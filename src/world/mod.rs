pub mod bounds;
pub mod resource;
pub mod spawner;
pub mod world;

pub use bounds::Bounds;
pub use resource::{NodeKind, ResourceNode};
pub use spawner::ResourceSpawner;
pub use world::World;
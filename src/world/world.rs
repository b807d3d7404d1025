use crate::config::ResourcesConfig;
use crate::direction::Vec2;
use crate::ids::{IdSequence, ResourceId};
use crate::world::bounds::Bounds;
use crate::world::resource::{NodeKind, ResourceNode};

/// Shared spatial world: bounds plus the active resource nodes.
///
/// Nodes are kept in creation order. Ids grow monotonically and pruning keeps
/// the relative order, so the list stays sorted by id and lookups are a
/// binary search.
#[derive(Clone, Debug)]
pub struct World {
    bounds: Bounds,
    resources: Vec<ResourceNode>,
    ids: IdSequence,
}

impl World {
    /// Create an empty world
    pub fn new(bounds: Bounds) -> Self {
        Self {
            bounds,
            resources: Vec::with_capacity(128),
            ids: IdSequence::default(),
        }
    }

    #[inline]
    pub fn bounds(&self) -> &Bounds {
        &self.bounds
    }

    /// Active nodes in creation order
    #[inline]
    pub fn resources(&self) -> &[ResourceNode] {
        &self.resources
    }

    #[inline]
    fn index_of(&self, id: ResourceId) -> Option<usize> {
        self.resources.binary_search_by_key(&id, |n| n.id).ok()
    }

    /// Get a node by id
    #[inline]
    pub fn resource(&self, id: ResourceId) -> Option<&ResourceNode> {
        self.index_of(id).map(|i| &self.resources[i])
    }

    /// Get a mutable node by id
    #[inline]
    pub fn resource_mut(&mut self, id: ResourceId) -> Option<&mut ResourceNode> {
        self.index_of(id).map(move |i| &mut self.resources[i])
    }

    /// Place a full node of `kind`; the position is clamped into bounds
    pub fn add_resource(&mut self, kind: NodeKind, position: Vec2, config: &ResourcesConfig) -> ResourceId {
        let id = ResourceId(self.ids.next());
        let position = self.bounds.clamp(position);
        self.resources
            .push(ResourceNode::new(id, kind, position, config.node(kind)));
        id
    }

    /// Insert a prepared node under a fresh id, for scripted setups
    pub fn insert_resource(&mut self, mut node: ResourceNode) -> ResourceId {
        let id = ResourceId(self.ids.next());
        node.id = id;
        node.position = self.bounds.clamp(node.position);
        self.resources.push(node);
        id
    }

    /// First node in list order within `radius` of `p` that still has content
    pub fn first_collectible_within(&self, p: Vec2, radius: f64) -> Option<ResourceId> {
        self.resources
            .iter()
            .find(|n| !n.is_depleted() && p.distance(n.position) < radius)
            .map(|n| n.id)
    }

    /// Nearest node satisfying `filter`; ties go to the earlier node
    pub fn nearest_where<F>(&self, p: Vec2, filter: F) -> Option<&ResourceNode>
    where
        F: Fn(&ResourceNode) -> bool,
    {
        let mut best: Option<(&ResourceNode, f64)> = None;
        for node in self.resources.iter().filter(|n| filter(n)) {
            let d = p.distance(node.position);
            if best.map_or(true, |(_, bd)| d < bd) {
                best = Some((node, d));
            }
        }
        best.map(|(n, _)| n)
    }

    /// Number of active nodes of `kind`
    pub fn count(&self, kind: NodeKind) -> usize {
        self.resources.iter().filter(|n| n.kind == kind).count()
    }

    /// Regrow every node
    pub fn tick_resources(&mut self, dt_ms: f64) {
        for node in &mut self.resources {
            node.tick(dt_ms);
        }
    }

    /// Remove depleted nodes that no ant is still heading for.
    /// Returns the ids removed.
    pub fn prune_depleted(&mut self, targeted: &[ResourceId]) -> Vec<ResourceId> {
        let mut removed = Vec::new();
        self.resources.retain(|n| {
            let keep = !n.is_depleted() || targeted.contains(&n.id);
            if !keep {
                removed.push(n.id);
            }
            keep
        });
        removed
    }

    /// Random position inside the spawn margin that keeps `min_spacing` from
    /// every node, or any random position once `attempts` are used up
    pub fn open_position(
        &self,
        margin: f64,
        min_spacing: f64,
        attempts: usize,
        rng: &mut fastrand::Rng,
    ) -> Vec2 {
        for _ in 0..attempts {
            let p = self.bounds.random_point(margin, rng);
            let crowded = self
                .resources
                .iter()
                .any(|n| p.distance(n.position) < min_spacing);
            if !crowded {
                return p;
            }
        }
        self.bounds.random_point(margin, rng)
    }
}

# # # # # # #

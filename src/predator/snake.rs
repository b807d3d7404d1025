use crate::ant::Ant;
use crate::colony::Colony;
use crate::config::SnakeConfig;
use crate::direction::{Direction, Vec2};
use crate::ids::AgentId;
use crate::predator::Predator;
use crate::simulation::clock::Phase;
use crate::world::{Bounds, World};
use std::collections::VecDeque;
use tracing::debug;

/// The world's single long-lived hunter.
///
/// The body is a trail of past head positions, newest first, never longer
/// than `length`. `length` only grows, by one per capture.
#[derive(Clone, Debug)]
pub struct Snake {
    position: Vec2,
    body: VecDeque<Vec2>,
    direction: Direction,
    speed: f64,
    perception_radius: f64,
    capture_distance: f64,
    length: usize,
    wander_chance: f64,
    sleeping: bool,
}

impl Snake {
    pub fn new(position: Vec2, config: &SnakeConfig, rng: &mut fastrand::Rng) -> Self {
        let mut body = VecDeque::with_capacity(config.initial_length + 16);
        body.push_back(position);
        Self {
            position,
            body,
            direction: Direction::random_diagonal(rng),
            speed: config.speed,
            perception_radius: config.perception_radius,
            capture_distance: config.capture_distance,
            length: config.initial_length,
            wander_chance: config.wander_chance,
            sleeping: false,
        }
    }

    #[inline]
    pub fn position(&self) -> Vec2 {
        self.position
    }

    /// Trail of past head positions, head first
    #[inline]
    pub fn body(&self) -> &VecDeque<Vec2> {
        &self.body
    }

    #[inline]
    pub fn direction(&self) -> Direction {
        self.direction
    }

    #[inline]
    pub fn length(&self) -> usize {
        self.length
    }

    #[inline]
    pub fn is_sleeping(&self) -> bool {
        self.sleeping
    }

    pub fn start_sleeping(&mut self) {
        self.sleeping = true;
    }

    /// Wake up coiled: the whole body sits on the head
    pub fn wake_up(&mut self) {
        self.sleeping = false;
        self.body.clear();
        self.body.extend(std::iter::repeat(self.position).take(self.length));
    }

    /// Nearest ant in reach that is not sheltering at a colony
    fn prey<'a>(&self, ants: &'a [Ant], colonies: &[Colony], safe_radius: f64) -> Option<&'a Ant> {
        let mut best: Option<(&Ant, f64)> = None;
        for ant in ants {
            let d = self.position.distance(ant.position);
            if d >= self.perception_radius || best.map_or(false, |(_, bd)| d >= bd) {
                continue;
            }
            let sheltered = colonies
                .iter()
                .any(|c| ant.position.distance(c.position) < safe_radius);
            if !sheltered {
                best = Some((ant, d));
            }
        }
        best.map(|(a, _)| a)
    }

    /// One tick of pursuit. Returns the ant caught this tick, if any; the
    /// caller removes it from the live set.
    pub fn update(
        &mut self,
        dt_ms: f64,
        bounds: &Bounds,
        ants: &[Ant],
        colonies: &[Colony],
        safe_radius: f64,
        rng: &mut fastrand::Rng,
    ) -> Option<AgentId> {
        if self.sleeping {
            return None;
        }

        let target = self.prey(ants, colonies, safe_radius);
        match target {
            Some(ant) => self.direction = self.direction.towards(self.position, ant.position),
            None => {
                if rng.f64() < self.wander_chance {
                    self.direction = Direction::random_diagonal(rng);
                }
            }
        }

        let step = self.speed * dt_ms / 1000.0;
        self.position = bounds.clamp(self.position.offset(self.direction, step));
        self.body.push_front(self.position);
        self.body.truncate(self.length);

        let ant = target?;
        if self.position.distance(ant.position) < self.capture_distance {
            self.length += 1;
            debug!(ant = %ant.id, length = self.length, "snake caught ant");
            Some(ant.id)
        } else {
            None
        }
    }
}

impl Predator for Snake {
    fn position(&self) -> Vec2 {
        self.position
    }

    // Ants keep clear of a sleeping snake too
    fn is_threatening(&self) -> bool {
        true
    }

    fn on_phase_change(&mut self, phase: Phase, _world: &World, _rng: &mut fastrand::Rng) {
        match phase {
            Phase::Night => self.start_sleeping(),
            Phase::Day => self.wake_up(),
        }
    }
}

# # # # # # #

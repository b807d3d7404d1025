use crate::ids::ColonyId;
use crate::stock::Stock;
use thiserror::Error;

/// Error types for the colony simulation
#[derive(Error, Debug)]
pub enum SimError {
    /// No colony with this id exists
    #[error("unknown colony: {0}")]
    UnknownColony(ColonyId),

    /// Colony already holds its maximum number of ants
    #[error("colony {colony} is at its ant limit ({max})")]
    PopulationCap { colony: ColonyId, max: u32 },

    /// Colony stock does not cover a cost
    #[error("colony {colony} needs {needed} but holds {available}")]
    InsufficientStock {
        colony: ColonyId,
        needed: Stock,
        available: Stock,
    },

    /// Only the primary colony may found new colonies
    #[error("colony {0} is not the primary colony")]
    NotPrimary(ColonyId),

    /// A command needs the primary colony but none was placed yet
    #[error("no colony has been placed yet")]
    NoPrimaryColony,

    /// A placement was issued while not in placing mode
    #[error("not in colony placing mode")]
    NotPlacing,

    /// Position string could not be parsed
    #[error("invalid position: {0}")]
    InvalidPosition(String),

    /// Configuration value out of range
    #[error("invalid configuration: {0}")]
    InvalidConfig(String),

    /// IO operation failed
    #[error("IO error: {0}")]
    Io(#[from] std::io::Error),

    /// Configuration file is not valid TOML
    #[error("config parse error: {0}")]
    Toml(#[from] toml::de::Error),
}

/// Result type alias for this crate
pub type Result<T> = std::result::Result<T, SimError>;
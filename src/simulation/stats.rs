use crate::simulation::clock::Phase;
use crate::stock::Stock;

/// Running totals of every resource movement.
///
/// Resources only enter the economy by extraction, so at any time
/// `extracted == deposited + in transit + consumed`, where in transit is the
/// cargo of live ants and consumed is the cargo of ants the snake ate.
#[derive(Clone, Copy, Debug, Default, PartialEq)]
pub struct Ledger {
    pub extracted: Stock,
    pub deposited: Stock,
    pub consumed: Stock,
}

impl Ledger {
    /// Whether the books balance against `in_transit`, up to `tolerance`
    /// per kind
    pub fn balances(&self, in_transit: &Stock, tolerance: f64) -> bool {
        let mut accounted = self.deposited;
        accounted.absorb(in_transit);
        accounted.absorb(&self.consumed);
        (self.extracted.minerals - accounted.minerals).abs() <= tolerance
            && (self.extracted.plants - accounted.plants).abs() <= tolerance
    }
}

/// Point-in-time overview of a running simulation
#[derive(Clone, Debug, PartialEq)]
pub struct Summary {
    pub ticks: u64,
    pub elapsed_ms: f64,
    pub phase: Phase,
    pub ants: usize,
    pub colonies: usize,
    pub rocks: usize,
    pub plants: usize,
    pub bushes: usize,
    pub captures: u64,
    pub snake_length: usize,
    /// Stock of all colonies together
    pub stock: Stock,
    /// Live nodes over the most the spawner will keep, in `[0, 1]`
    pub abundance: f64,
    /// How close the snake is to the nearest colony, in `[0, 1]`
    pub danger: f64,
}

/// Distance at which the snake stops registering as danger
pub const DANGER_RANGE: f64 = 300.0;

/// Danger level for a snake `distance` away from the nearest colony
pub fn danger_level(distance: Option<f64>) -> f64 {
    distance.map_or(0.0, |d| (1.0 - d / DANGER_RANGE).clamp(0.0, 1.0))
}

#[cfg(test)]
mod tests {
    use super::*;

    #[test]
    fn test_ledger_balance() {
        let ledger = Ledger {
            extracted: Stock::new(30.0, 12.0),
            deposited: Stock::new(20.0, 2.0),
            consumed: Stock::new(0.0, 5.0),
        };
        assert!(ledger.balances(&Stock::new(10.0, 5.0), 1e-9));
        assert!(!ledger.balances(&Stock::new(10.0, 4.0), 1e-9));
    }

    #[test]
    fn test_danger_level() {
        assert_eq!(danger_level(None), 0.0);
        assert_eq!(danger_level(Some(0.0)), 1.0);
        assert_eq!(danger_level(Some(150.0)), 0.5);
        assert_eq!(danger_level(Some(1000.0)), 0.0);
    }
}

# # # # # # #

What to work on:
Begin with the line above that has "filename src/world/mod.rs" and continue through the line that has "use crate::direction::Vec2;", setting each one down exactly. Stop there.

Answer area:
filename src/world/mod.rs
pub mod bounds;
pub mod resource;
pub mod spawner;
pub mod world;

pub use bounds::Bounds;
pub use resource::{NodeKind, ResourceNode};
pub use spawner::ResourceSpawner;
pub use world::World;
filename src/world/world.rs
repository b807d3d7404d1025
use crate::config::ResourcesConfig;
use crate::direction::Vec2;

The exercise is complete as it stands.